[Collected data]
- Opening Delimiter -
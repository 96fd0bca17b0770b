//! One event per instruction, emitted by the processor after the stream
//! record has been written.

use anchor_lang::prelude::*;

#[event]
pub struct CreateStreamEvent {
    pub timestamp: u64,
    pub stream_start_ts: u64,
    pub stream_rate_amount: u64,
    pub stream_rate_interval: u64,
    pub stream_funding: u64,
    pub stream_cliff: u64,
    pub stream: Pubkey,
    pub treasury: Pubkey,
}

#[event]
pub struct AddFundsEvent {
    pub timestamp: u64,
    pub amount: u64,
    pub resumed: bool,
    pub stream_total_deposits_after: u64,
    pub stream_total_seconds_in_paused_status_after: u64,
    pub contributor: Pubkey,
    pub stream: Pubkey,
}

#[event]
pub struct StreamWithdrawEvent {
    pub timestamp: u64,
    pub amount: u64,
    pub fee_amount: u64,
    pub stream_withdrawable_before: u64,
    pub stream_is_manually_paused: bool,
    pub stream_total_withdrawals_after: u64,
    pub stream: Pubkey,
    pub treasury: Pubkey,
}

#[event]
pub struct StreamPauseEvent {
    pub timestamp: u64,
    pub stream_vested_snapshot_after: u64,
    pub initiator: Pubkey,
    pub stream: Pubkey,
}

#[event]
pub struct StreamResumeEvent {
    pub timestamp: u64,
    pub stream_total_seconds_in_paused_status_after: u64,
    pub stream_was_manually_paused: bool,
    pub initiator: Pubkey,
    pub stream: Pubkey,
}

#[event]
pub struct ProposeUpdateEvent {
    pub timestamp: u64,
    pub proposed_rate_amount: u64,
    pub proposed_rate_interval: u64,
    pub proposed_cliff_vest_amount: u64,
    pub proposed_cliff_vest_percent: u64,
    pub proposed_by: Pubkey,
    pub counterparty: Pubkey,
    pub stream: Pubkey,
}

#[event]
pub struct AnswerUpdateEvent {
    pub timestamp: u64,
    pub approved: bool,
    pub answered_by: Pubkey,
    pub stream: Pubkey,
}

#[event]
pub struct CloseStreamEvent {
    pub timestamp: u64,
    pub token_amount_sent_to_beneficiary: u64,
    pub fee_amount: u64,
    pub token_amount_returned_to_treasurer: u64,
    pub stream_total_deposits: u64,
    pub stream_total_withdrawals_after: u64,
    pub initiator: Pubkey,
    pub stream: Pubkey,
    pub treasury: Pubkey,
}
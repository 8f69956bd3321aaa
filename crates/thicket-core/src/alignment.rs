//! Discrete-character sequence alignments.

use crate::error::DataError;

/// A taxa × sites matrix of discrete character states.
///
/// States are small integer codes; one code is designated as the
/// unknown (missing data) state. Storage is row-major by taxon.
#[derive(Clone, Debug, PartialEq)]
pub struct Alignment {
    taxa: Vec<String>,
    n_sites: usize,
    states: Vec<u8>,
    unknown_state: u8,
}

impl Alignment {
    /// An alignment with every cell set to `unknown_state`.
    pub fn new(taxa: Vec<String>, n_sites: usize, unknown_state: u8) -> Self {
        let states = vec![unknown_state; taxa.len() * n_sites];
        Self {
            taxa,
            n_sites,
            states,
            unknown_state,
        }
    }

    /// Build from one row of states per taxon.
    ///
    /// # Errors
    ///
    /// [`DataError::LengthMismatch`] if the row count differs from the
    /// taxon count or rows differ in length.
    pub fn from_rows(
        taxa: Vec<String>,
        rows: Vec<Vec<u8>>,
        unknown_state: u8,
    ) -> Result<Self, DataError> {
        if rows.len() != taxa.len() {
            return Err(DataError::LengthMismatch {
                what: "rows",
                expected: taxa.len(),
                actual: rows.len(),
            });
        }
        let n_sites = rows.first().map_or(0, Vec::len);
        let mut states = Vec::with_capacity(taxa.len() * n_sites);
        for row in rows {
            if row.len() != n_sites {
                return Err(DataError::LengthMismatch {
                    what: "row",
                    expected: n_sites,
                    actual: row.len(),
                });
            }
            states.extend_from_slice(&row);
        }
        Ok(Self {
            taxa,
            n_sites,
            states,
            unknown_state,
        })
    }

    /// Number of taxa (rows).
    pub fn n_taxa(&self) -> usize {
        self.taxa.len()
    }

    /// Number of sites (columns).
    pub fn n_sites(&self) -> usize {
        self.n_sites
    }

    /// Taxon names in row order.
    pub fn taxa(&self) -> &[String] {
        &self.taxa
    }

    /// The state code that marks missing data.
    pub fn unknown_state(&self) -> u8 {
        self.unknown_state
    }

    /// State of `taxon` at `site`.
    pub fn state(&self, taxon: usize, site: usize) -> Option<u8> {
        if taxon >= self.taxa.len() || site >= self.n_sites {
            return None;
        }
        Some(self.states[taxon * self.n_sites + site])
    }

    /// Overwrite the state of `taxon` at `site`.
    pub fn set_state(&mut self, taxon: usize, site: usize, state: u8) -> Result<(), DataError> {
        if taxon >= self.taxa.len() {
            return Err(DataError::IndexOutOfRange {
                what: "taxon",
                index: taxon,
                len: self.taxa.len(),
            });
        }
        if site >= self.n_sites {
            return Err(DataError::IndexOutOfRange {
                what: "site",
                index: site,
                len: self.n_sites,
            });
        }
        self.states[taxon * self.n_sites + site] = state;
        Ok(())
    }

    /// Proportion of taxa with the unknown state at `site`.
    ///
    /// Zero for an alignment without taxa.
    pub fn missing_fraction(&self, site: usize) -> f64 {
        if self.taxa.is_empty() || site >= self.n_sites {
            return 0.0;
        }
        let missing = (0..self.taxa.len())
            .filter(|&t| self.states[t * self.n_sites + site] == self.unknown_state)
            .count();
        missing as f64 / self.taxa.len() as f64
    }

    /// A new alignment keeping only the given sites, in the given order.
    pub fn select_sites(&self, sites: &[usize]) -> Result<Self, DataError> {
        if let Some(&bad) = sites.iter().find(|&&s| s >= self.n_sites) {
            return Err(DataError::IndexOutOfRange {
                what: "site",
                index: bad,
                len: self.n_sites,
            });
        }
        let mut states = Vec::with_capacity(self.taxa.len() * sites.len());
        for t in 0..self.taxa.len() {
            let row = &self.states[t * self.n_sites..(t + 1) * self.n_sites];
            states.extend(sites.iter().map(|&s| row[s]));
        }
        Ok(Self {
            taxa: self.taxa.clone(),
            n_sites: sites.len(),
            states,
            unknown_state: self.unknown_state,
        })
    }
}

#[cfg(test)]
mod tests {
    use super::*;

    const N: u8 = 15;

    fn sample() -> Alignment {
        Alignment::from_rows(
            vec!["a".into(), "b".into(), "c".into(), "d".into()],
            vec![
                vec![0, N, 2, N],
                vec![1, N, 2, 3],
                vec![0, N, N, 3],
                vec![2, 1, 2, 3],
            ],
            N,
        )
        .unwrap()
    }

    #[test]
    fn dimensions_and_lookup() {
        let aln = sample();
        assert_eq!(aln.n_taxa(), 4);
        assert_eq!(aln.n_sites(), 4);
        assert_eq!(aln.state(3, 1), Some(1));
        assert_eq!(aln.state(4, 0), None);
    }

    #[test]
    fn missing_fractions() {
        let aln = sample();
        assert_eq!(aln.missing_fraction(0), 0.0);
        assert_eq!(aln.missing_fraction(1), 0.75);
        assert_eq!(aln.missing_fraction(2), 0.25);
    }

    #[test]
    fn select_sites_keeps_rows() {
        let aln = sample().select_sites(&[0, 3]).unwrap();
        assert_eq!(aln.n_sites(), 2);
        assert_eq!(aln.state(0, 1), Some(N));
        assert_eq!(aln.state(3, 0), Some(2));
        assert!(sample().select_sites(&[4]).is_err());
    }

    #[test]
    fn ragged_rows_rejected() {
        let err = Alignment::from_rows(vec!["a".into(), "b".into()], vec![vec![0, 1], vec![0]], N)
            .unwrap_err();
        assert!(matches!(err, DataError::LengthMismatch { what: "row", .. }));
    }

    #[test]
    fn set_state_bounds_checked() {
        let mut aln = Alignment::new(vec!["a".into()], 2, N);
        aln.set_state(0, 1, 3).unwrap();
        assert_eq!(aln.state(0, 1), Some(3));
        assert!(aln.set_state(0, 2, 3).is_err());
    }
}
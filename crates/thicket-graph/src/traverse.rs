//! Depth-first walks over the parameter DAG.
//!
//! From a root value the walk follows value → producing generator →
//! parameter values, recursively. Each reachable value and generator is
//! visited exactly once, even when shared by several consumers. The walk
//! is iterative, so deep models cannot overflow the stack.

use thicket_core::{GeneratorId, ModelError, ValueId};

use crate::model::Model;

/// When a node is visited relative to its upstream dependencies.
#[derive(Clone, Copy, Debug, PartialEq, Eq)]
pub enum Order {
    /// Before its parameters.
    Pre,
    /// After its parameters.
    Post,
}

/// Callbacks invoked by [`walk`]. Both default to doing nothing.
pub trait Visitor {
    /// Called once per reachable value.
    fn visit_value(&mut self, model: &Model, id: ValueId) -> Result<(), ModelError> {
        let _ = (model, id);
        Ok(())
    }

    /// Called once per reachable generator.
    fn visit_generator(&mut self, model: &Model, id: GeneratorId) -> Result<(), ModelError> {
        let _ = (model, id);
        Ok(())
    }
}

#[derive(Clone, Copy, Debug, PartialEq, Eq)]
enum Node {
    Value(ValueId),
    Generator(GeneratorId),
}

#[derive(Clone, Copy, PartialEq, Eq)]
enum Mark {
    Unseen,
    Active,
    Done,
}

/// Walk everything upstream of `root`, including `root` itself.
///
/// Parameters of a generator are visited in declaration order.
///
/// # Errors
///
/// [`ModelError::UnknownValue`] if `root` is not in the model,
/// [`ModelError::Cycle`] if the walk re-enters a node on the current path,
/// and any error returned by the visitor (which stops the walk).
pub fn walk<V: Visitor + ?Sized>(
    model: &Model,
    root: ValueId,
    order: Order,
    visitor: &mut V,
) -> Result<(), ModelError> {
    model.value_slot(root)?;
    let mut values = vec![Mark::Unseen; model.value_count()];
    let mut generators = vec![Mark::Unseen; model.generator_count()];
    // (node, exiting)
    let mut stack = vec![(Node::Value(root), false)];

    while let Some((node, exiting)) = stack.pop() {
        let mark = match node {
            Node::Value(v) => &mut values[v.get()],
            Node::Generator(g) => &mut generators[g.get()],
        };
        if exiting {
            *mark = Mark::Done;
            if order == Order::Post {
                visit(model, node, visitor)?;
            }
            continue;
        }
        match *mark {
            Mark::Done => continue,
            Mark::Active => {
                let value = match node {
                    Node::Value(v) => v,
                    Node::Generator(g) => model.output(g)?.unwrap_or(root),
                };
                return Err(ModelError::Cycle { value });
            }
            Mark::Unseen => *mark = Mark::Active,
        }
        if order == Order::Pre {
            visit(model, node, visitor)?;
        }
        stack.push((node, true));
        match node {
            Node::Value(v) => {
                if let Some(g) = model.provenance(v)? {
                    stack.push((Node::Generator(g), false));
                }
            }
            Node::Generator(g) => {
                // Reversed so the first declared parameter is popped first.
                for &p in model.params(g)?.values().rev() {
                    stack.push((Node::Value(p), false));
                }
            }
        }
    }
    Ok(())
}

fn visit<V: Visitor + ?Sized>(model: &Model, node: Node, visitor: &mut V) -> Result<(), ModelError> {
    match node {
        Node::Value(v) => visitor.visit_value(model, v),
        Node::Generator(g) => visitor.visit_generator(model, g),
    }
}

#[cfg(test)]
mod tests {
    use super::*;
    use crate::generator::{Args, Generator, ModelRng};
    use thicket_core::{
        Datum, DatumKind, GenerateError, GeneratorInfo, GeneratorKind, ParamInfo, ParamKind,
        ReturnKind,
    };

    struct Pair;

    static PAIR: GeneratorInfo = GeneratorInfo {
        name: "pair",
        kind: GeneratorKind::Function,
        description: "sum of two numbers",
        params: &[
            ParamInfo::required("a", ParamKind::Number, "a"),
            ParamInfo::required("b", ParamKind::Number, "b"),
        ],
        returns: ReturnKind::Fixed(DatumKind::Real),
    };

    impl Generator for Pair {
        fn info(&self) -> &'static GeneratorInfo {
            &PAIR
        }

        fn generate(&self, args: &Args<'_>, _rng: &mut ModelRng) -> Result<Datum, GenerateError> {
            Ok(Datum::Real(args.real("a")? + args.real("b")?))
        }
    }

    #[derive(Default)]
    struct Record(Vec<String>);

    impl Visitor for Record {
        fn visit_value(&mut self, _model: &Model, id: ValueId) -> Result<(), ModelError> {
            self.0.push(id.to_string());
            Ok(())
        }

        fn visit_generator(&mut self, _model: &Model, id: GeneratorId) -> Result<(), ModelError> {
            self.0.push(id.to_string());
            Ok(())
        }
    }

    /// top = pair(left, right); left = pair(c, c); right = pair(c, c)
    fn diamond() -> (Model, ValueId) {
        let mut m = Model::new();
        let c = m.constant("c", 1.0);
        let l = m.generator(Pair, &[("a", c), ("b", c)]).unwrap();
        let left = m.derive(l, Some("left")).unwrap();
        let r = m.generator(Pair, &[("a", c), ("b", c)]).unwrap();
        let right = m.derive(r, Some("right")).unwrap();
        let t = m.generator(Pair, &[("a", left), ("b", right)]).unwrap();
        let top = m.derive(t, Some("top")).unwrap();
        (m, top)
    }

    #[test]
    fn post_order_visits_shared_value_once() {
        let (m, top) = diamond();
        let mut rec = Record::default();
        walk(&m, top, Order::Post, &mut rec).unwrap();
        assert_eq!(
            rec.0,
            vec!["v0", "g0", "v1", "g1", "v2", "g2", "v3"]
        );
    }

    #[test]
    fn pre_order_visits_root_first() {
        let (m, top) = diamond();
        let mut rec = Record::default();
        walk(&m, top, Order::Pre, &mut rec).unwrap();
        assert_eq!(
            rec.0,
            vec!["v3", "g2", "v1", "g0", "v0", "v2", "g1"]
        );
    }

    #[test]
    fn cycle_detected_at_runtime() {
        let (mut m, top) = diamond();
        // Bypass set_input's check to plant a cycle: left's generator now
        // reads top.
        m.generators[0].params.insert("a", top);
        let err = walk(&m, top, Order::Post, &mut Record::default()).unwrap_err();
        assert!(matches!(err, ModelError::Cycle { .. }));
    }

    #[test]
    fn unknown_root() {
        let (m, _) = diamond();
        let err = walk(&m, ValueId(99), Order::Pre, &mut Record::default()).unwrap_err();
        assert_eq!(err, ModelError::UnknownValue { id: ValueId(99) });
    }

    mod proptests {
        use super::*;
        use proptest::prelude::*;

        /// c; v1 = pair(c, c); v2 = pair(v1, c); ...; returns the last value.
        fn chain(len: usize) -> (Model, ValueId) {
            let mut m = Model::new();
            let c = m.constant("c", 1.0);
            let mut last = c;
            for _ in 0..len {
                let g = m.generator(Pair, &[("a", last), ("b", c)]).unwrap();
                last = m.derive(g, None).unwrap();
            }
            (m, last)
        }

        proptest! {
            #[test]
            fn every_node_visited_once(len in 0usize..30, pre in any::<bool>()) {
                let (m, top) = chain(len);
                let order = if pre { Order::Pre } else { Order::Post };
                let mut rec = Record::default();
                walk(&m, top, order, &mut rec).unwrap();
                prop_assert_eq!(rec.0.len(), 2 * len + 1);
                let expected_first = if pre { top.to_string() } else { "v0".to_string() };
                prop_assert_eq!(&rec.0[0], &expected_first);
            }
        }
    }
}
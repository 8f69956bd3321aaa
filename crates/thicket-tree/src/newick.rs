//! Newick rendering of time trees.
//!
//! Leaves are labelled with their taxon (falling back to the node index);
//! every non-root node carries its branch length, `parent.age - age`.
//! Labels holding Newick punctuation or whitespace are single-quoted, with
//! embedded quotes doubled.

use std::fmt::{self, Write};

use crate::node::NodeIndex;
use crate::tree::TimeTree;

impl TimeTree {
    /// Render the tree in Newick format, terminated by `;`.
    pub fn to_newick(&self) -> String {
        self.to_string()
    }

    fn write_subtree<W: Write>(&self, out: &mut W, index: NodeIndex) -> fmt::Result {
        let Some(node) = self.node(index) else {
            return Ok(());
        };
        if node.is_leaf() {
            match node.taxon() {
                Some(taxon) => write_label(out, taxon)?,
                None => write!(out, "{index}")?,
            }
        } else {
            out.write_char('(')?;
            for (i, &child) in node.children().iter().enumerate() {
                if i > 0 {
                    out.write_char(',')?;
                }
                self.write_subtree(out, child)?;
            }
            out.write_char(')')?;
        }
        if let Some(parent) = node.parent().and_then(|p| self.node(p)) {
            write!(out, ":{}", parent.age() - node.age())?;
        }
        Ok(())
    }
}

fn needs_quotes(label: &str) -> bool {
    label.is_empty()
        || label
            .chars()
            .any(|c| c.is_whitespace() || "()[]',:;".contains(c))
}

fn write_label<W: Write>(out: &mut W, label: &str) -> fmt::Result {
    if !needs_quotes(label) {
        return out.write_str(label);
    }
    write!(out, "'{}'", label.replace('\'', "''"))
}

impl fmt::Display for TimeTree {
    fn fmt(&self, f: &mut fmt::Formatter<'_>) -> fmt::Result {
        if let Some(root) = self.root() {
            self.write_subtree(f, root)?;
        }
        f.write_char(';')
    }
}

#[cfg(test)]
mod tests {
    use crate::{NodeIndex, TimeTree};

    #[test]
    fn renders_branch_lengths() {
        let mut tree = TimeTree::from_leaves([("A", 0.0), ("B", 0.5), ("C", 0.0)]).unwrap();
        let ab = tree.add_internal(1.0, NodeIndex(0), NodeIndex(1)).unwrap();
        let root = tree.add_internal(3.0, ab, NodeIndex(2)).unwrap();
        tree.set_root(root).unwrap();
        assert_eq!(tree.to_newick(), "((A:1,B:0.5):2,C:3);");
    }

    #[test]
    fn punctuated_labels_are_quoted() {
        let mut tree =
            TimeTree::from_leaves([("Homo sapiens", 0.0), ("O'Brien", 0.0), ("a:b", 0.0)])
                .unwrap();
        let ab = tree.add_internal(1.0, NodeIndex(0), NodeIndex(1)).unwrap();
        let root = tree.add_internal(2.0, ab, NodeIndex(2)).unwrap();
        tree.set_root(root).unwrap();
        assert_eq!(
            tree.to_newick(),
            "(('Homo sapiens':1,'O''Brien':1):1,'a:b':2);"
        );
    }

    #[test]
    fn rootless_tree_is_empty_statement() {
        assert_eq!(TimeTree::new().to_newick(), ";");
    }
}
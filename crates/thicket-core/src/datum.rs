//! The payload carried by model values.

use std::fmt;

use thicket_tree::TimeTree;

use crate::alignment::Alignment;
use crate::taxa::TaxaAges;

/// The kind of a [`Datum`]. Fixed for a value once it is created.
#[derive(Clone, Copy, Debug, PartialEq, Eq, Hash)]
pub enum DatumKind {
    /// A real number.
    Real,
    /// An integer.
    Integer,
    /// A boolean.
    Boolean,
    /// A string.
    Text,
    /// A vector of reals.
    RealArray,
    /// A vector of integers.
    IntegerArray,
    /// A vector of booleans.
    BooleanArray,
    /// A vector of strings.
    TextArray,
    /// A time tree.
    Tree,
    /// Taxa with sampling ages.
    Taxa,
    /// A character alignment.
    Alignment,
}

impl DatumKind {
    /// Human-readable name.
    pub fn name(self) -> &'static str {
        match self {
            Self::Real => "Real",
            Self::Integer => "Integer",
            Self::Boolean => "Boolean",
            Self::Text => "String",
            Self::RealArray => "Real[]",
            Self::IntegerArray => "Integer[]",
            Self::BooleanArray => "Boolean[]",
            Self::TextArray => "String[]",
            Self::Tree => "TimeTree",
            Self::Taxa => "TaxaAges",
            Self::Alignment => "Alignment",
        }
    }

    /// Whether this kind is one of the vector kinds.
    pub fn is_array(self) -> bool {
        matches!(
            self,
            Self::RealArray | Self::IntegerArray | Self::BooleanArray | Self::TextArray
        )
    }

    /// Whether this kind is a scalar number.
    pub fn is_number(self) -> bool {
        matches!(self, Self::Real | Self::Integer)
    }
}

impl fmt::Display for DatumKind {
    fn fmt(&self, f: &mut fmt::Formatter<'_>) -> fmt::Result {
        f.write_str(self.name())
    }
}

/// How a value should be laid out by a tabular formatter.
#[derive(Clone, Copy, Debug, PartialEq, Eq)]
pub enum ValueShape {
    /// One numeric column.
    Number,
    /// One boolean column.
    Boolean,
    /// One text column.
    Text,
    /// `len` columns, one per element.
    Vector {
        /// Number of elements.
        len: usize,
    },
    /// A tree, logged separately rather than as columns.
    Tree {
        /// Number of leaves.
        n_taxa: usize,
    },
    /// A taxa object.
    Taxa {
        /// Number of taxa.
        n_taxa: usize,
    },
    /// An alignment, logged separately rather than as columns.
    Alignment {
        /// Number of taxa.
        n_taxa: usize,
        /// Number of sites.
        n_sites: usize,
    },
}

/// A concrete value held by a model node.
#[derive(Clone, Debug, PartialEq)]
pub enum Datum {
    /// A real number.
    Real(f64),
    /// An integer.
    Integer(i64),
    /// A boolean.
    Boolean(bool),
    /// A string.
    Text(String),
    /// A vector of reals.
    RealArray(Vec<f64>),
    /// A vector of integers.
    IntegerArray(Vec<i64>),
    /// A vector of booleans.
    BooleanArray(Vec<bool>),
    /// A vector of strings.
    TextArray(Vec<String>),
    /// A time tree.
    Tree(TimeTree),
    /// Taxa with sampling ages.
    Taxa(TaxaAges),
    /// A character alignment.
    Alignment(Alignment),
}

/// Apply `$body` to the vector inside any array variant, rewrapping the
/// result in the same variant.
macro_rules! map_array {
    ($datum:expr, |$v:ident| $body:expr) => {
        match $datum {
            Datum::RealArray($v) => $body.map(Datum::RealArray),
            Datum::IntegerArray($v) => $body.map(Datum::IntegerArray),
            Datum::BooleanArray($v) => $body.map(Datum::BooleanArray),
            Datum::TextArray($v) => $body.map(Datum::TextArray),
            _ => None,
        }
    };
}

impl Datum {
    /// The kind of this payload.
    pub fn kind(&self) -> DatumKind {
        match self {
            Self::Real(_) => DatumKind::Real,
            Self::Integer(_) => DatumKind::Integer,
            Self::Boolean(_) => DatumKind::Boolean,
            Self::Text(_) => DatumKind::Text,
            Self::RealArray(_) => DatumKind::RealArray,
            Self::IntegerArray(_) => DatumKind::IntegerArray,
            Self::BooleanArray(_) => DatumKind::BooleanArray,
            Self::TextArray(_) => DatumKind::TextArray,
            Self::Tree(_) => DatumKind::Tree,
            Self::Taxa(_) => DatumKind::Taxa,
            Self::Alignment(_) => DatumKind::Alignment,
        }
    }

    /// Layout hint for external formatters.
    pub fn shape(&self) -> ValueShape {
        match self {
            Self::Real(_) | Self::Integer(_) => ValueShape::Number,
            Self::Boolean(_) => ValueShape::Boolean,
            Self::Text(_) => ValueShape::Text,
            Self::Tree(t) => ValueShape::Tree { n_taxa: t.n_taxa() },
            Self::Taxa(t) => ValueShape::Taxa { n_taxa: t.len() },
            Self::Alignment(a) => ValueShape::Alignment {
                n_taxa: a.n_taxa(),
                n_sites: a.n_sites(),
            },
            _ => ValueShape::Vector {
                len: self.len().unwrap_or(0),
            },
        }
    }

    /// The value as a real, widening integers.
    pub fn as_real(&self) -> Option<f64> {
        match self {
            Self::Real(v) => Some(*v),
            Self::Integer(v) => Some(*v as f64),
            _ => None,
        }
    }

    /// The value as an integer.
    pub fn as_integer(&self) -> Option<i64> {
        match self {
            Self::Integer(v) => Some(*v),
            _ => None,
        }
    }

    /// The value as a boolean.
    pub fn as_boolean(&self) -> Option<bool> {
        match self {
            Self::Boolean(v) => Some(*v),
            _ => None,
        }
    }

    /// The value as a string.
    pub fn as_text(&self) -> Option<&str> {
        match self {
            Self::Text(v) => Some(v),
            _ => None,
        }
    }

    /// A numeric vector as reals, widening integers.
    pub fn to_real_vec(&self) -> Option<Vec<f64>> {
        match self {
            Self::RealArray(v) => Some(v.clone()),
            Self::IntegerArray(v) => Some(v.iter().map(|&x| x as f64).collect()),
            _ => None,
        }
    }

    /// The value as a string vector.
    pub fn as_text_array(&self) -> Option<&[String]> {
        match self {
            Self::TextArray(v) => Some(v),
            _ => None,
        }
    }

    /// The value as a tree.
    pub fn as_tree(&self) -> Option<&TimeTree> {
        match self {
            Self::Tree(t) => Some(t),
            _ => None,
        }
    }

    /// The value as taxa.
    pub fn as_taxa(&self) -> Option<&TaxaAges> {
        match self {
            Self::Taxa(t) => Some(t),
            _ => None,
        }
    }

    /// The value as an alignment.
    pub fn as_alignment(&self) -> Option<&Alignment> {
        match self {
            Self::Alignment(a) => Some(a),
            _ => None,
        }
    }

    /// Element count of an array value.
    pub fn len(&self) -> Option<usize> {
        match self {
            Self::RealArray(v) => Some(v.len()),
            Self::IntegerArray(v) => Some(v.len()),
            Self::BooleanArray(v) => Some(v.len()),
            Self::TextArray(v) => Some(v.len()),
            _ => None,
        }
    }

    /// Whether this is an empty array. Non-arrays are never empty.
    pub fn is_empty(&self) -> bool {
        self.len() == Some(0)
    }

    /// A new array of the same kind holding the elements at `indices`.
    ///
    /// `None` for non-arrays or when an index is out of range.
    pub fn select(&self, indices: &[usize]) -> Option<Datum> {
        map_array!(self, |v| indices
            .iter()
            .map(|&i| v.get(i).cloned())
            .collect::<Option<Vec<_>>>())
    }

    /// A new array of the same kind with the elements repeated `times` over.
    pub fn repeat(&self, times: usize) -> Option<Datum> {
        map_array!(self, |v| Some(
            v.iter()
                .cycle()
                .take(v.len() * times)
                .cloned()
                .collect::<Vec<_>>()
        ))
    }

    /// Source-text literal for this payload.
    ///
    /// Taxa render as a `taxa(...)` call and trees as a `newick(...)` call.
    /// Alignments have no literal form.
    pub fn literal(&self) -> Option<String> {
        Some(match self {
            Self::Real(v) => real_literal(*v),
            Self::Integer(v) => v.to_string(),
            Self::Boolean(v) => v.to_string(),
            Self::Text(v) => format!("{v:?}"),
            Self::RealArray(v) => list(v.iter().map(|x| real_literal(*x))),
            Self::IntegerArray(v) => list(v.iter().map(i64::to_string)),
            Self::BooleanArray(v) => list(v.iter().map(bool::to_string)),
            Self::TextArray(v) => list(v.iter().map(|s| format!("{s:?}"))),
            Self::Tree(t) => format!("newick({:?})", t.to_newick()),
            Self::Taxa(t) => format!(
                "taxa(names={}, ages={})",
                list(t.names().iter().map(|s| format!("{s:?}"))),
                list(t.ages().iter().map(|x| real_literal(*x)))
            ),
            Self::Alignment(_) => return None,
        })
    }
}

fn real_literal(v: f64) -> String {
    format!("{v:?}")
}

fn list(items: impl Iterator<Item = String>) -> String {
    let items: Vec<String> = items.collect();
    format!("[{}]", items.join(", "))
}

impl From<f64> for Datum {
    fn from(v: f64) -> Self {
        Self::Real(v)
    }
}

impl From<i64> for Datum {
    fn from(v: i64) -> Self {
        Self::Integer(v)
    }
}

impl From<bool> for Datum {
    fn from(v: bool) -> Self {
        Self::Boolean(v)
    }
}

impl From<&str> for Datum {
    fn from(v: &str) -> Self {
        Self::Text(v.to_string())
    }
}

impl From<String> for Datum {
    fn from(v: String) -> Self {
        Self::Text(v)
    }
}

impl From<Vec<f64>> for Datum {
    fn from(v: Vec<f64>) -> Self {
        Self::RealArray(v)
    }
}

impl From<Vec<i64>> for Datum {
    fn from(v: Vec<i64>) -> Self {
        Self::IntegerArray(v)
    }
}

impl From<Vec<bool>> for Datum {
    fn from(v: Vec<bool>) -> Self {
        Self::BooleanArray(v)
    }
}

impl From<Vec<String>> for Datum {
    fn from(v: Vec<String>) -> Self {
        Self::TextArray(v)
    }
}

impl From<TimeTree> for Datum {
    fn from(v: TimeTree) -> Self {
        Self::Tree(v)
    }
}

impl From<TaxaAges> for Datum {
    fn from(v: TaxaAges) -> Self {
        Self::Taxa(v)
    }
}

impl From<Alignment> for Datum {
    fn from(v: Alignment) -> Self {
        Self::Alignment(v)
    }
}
- Closing Delimiter -
## [WHAT THIS TASK INVOLVES]
Gather every line from the entries above where the word "crates" appears, and copy them.

## [EXERCISE RESPONSE]
filename crates/thicket-core/src/alignment.rs
filename crates/thicket-graph/src/traverse.rs
filename crates/thicket-tree/src/newick.rs
filename crates/thicket-core/src/datum.rs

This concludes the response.